Er würde seinen Sohn gerne umarmen, doch er wagt nicht, ihn zu berühren.
Ungeschickt fummelt er den Schlüssel in die Wohnungstür, drückt sie auf, blickt
seinen Sohn dabei kaum an.
    »Komm rein«, flüstert er. »Bist du schon lange hier? Wie hast du
mich gefunden?«
    Sonnenlicht scheint noch in die Wohnung. Nun erkennt Stave die
harten Linien im Gesicht seines Sohnes, die graue Haut, die Ringe unter den
Augen. Karl ist einen Kopf größer als er. Er war schon immer dünn, jetzt ist er
ausgemergelt, die Haut seiner Wangen spannt sich über die Jochbeine. Ein
schmutzigblau eingefärbter Wehrmachtsmantel schlottert um seinen Leib, darunter
trägt er eine Hose undefinierbarer Farbe, ein zerrissenes Hemd, löchrige
Stoffschuhe – nicht das Paar, das Stave auf dem Schwarzmarkt erstanden und ihm
nach Workuta geschickt hat. Lumpen. Karl hat die gleichen hellblonden Haare wie
er, aber die tief dunkelblauen Augen hat er von Margarethe. Der Blick aber ist
nicht mehr der eines Jungen, nicht mal der des fanatischen Rotzlöffels aus der
Hitlerjugend – bloß noch müde, misstrauisch, hart. Neunzehn Jahre alt, denkt
Stave, und der Krieg hat einen verhärmten Mann aus ihm gemacht. Stave blinzelt
und zwingt die Tränen nieder. Seit er ein Kind war, hat er nicht mehr geweint.
Ich darf jetzt nicht losheulen, ermahnt er sich. Wer weiß, was Karl denken
würde.
    »Immer im Dienst, Vater? Auch samstags, wie früher.«
    »Hast du lange gewartet?« Staves Stimme klingt belegt.
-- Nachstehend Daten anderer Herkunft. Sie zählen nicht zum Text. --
impl TaskRepo {
    pub fn new(db: Db) -> Self {
        TaskRepo { db }
    }

    fn from_row(row: &sqlx::postgres::PgRow) -> RepoResult<Task> {
        let status: String = row.try_get("status")?;
        let priority: String = row.try_get("priority")?;
        Ok(Task {
            id: row.try_get("id")?,
            tenant_id: row.try_get("tenant_id")?,
            task_type: row.try_get("task_type")?,
            status: enum_from_str(&status)?,
            priority: enum_from_str(&priority)?,
            title: row.try_get("title")?,
            parameters: row.try_get("parameters")?,
            assigned_to: row.try_get("assigned_to")?,
            delegated_from: row.try_get("delegated_from")?,
            parent_id: row.try_get("parent_id")?,
            created_by: row.try_get("created_by")?,
            idempotency_key: row.try_get("idempotency_key")?,
            version: row.try_get("version")?,
            created_at: row.try_get("created_at")?,
            assigned_at: row.try_get("assigned_at")?,
            accepted_at: row.try_get("accepted_at")?,
            started_at: row.try_get("started_at")?,
            completed_at: row.try_get("completed_at")?,
            deadline: row.try_get("deadline")?,
            deleted_at: row.try_get("deleted_at")?,
        })
    }

    /// Insert honoring the idempotency key: repeated calls with the same
    /// (tenant, creator, key) return the original row and create nothing.
    pub async fn create(&self, task: &Task) -> RepoResult<Task> {
        if let Some(key) = &task.idempotency_key {
            let existing = self
                .db
                .bound(
                    sqlx::query(&format!(
                        "SELECT {} FROM tasks WHERE tenant_id = $1 AND created_by = $2 \
                         AND idempotency_key = $3 AND deleted_at IS NULL",
                        SELECT_COLUMNS
                    ))
                    .bind(task.tenant_id)
                    .bind(&task.created_by)
                    .bind(key)
                    .fetch_optional(self.db.writer()),
                )
                .await?;
            if let Some(row) = existing {
                return Self::from_row(&row);
            }
        }

        let row = self
            .db
            .bound(
                sqlx::query(&format!(
                    "INSERT INTO tasks (id, tenant_id, task_type, status, priority, title, \
                     parameters, assigned_to, delegated_from, parent_id, created_by, \
                     idempotency_key, version, created_at, deadline) \
                     VALUES ($1, $2, $3, $4, $5, $6, $7, $8, $9, $10, $11, $12, 1, $13, $14) \
                     ON CONFLICT (tenant_id, created_by, idempotency_key) \
                     WHERE idempotency_key IS NOT NULL DO NOTHING \
                     RETURNING {}",
                    SELECT_COLUMNS
                ))
                .bind(task.id)
                .bind(task.tenant_id)
                .bind(&task.task_type)
                .bind(enum_to_str(&task.status))
                .bind(enum_to_str(&task.priority))
                .bind(&task.title)
                .bind(&task.parameters)
                .bind(&task.assigned_to)
                .bind(&task.delegated_from)
                .bind(task.parent_id)
                .bind(&task.created_by)
                .bind(&task.idempotency_key)
                .bind(task.created_at)
                .bind(task.deadline)
                .fetch_optional(self.db.writer()),
            )
            .await?;

        match row {
            Some(row) => Self::from_row(&row),
            // Conflict raced between our probe and the insert: fetch the winner.
            None => {
                let key = task
                    .idempotency_key
                    .as_deref()
                    .ok_or(RepoError::AlreadyExists)?;
                self.get_by_idempotency_key(task.tenant_id, &task.created_by, key)
                    .await
            }
        }
    }

    pub async fn get(&self, tenant_id: Uuid, id: Uuid) -> RepoResult<Task> {
        let row = self
            .db
            .bound(
                sqlx::query(&format!(
                    "SELECT {} FROM tasks WHERE tenant_id = $1 AND id = $2 AND deleted_at IS NULL",
                    SELECT_COLUMNS
                ))
                .bind(tenant_id)
                .bind(id)
                .fetch_optional(self.db.reader()),
            )
            .await?
            .ok_or(RepoError::NotFound)?;
        Self::from_row(&row)
    }

    pub async fn get_by_idempotency_key(
        &self,
        tenant_id: Uuid,
        created_by: &str,
        key: &str,
    ) -> RepoResult<Task> {
        let row = self
            .db
            .bound(
                sqlx::query(&format!(
                    "SELECT {} FROM tasks WHERE tenant_id = $1 AND created_by = $2 \
                     AND idempotency_key = $3 AND deleted_at IS NULL",
                    SELECT_COLUMNS
                ))
                .bind(tenant_id)
                .bind(created_by)
                .bind(key)
                .fetch_optional(self.db.writer()),
            )
            .await?
            .ok_or(RepoError::NotFound)?;
        Self::from_row(&row)
    }

    pub async fn list(&self, tenant_id: Uuid, filter: &TaskFilter) -> RepoResult<Vec<Task>> {
        let mut sql = format!(
            "SELECT {} FROM tasks WHERE tenant_id = $1",
            SELECT_COLUMNS
        );
        if !filter.include_archived {
            sql.push_str(" AND deleted_at IS NULL");
        }
        if filter.status.is_some() {
            sql.push_str(" AND status = $2");
        } else {
            sql.push_str(" AND ($2::text IS NULL)");
        }
        if filter.task_type.is_some() {
            sql.push_str(" AND task_type = $3");
        } else {
            sql.push_str(" AND ($3::text IS NULL)");
        }
        if filter.assigned_to.is_some() {
            sql.push_str(" AND assigned_to = $4");
        } else {
            sql.push_str(" AND ($4::text IS NULL)");
        }
        if filter.parent_id.is_some() {
            sql.push_str(" AND parent_id = $5");
        } else {
            sql.push_str(" AND ($5::uuid IS NULL)");
        }
        sql.push_str(" ORDER BY created_at DESC LIMIT $6");

        let limit = if filter.limit <= 0 { 100 } else { filter.limit };
        let rows = self
            .db
            .bound(
                sqlx::query(&sql)
                    .bind(tenant_id)
                    .bind(filter.status.map(|s| enum_to_str(&s)))
                    .bind(&filter.task_type)
                    .bind(&filter.assigned_to)
                    .bind(filter.parent_id)
                    .bind(limit)
                    .fetch_all(self.db.reader()),
            )
            .await?;
        rows.iter().map(Self::from_row).collect()
    }

    /// Atomic status transition. The predicate carries both the expected
    /// version and the tenant, so a concurrent writer or a cross-tenant id
    /// probe both surface as failures, not silent overwrites.
    pub async fn transition(
        &self,
        tenant_id: Uuid,
        id: Uuid,
        from: TaskStatus,
        to: TaskStatus,
        expected_version: i64,
        actor: &str,
        assigned_to: Option<&str>,
    ) -> RepoResult<Task> {
        if !from.can_transition_to(to) {
            return Err(RepoError::Upstream(format!(
                "illegal transition {} -> {}",
                enum_to_str(&from),
                enum_to_str(&to)
            )));
        }
        let now = Utc::now();
        let mut tx = self.db.begin().await?;

        let stamp_column = match to {
            TaskStatus::Assigned => "assigned_at",
            TaskStatus::Accepted => "accepted_at",
            TaskStatus::Running => "started_at",
            TaskStatus::Completed | TaskStatus::Failed | TaskStatus::Cancelled => "completed_at",
            TaskStatus::Pending => "assigned_at", // cleared below on reject
        };
        let sql = format!(
            "UPDATE tasks SET status = $1, version = version + 1, {} = $2, \
             assigned_to = CASE WHEN $3::text IS NULL THEN assigned_to ELSE $3 END \
             WHERE tenant_id = $4 AND id = $5 AND status = $6 AND version = $7 \
             AND deleted_at IS NULL \
             RETURNING {}",
            stamp_column, SELECT_COLUMNS
        );
        let row = sqlx::query(&sql)
            .bind(enum_to_str(&to))
            .bind(now)
            .bind(assigned_to)
            .bind(tenant_id)
            .bind(id)
            .bind(enum_to_str(&from))
            .bind(expected_version)
            .fetch_optional(&mut *tx)
            .await?;
        let Some(row) = row else {
            tx.rollback().await?;
            return Err(RepoError::OptimisticLock);
        };
        let mut task = Self::from_row(&row)?;

        // Reject path clears the assignment.
        if to == TaskStatus::Pending {
            let row = sqlx::query(&format!(
                "UPDATE tasks SET assigned_to = NULL, assigned_at = NULL \
                 WHERE tenant_id = $1 AND id = $2 RETURNING {}",
                SELECT_COLUMNS
            ))
            .bind(tenant_id)
            .bind(id)
            .fetch_one(&mut *tx)
            .await?;
            task = Self::from_row(&row)?;
        }

        sqlx::query(
            "INSERT INTO task_transitions (task_id, tenant_id, from_status, to_status, actor, at) \
             VALUES ($1, $2, $3, $4, $5, $6)",
        )
        .bind(id)
        .bind(tenant_id)
        .bind(enum_to_str(&from))
        .bind(enum_to_str(&to))
        .bind(actor)
        .bind(now)
        .execute(&mut *tx)
        .await?;

        tx.commit().await?;
        Ok(task)
    }

    pub async fn transitions(&self, tenant_id: Uuid, id: Uuid) -> RepoResult<Vec<TaskTransition>> {
        let rows = self
            .db
            .bound(
                sqlx::query(
                    "SELECT task_id, from_status, to_status, actor, at FROM task_transitions \
                     WHERE tenant_id = $1 AND task_id = $2 ORDER BY at ASC",
                )
                .bind(tenant_id)
                .bind(id)
                .fetch_all(self.db.reader()),
            )
            .await?;
        rows.iter()
            .map(|row| {
                let from: String = row.try_get("from_status")?;
                let to: String = row.try_get("to_status")?;
                Ok(TaskTransition {
                    task_id: row.try_get("task_id")?,
                    from: enum_from_str(&from)?,
                    to: enum_from_str(&to)?,
                    actor: row.try_get("actor")?,
                    at: row.try_get("at")?,
                })
            })
            .collect()
    }

    pub async fn set_delegated_from(
        &self,
        tenant_id: Uuid,
        id: Uuid,
        from_agent: &str,
    ) -> RepoResult<()> {
        self.db
            .bound(
                sqlx::query(
                    "UPDATE tasks SET delegated_from = $1 WHERE tenant_id = $2 AND id = $3",
                )
                .bind(from_agent)
                .bind(tenant_id)
                .bind(id)
                .execute(self.db.writer()),
            )
            .await?;
        Ok(())
    }

    pub async fn record_delegation(&self, record: &DelegationRecord) -> RepoResult<()> {
        self.db
            .bound(
                sqlx::query(
                    "INSERT INTO task_delegations (id, task_id, tenant_id, from_agent, to_agent, \
                     reason, status, result, at) VALUES ($1, $2, $3, $4, $5, $6, $7, $8, $9)",
                )
                .bind(record.id)
                .bind(record.task_id)
                .bind(record.tenant_id)
                .bind(&record.from_agent)
                .bind(&record.to_agent)
                .bind(&record.reason)
                .bind(enum_to_str(&record.status))
                .bind(&record.result)
                .bind(record.at)
                .execute(self.db.writer()),
            )
            .await?;
        Ok(())
    }

    pub async fn delegations_for_tenant(&self, tenant_id: Uuid) -> RepoResult<Vec<DelegationRecord>> {
        let rows = self
            .db
            .bound(
                sqlx::query(
                    "SELECT id, task_id, tenant_id, from_agent, to_agent, reason, status, result, at \
                     FROM task_delegations WHERE tenant_id = $1 AND status = 'open'",
                )
                .bind(tenant_id)
                .fetch_all(self.db.reader()),
            )
            .await?;
        rows.iter()
            .map(|row| {
                let status: String = row.try_get("status")?;
                Ok(DelegationRecord {
                    id: row.try_get("id")?,
                    task_id: row.try_get("task_id")?,
                    tenant_id: row.try_get("tenant_id")?,
                    from_agent: row.try_get("from_agent")?,
                    to_agent: row.try_get("to_agent")?,
                    reason: row.try_get("reason")?,
                    status: enum_from_str::<DelegationStatus>(&status)?,
                    result: row.try_get("result")?,
                    at: row.try_get("at")?,
                })
            })
            .collect()
    }

    pub async fn soft_delete(&self, tenant_id: Uuid, id: Uuid) -> RepoResult<()> {
        let result = self
            .db
            .bound(
                sqlx::query(
                    "UPDATE tasks SET deleted_at = $1 WHERE tenant_id = $2 AND id = $3 \
                     AND deleted_at IS NULL",
                )
                .bind(Utc::now())
                .bind(tenant_id)
                .bind(id)
                .execute(self.db.writer()),
            )
            .await?;
        if result.rows_affected() == 0 {
            return Err(RepoError::NotFound);
        }
        Ok(())
    }

    /// Bulk insert. Multi-row statements above the chunk threshold keep the
    /// round-trip count bounded for large imports.
    pub async fn create_batch(&self, tasks: &[Task]) -> RepoResult<u64> {
        const CHUNK: usize = 100;
        let mut inserted = 0u64;
        let mut tx = self.db.begin().await?;
        for chunk in tasks.chunks(CHUNK) {
            let mut sql = String::from(
                "INSERT INTO tasks (id, tenant_id, task_type, status, priority, title, \
                 parameters, created_by, version, created_at) VALUES ",
            );
            for (i, _) in chunk.iter().enumerate() {
                if i > 0 {
                    sql.push_str(", ");
                }
                let base = i * 10;
                sql.push_str(&format!(
                    "(${}, ${}, ${}, ${}, ${}, ${}, ${}, ${}, ${}, ${})",
                    base + 1,
                    base + 2,
                    base + 3,
                    base + 4,
                    base + 5,
                    base + 6,
                    base + 7,
                    base + 8,
                    base + 9,
                    base + 10
                ));
            }
            let mut query = sqlx::query(&sql);
            for task in chunk {
                query = query
                    .bind(task.id)
                    .bind(task.tenant_id)
                    .bind(&task.task_type)
                    .bind(enum_to_str(&task.status))
                    .bind(enum_to_str(&task.priority))
                    .bind(&task.title)
                    .bind(&task.parameters)
                    .bind(&task.created_by)
                    .bind(task.version)
                    .bind(task.created_at);
            }
            inserted += query.execute(&mut *tx).await?.rows_affected();
        }
        tx.commit().await?;
        Ok(inserted)
    }
}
    »Wenn ich eins bei der Truppe gelernt habe, dann Warten.« Karl
blickt sich in der Stube um. »Nichts aus unserer alten Wohnung hier?«
    »Alles zerstört.«
    Stave schließt die Augen. Hoffentlich fängt das nicht gleich wieder
an, fleht er im Stillen. Vorwürfe. Wo warst du, als die Bomben auf unser Haus
fielen? Warum warst du nicht bei Mutter? Karl selbst war in jener Nacht 1943 in
einem Zeltlager der HJ, was ihm das Leben gerettet hat. Wahrscheinlich macht er
sich auch selbst Vorwürfe, sagt sich Stave.
    Zu seiner großen Erleichterung geht sein Sohn nicht weiter auf das
Thema ein, zieht einen Stuhl heran, lässt sich schwer darauffallen. Er riecht
nach schmutziger Kleidung, Schweiß, Desinfektionsmitteln. Keine Tasche dabei,
kein Koffer, wie Stave bestürzt feststellt.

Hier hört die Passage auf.